_PROVIDED MATERIAL:_
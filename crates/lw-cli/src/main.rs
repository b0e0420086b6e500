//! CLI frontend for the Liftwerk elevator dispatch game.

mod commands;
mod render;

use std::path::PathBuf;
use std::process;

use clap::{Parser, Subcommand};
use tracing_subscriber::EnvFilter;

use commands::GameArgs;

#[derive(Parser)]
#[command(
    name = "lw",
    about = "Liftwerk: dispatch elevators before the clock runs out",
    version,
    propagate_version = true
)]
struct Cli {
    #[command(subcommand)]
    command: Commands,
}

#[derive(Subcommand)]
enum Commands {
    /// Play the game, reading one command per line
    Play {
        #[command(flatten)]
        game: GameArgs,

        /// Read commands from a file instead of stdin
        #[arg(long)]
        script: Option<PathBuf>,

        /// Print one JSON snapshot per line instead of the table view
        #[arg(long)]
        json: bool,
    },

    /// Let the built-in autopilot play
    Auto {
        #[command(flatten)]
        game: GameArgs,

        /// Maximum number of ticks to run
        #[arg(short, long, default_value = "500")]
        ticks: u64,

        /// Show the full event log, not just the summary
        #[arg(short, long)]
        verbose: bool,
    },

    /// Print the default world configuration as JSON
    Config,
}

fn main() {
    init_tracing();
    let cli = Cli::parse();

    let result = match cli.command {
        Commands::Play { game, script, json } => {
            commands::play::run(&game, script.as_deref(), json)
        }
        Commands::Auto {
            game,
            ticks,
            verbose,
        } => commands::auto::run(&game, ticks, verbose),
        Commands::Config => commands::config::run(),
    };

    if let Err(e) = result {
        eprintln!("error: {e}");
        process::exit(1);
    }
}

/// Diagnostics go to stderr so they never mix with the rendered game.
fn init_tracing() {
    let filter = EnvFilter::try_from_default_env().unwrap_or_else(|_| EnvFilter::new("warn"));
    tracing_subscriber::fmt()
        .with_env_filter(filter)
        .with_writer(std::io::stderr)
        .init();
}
--
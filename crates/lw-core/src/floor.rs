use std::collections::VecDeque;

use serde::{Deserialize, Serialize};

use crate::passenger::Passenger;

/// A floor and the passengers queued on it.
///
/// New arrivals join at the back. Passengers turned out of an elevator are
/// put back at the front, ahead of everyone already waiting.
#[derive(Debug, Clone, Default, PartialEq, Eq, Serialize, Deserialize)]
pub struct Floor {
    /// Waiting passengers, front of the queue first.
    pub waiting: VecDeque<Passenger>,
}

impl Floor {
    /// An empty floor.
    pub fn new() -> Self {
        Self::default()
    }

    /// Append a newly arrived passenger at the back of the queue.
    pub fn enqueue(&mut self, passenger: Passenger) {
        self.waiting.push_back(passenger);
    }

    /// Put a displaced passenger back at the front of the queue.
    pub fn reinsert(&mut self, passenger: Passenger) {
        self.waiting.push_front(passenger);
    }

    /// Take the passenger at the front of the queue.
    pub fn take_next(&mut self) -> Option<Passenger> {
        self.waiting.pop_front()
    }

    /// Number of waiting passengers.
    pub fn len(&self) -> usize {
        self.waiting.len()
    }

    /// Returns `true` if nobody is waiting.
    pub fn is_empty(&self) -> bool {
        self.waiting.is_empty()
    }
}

_PROBLEM STATEMENT:_
Show all lines above containing "Serialize".

_ANSWER SECTION:_
use serde::{Deserialize, Serialize};
#[derive(Debug, Clone, Default, PartialEq, Eq, Serialize, Deserialize)]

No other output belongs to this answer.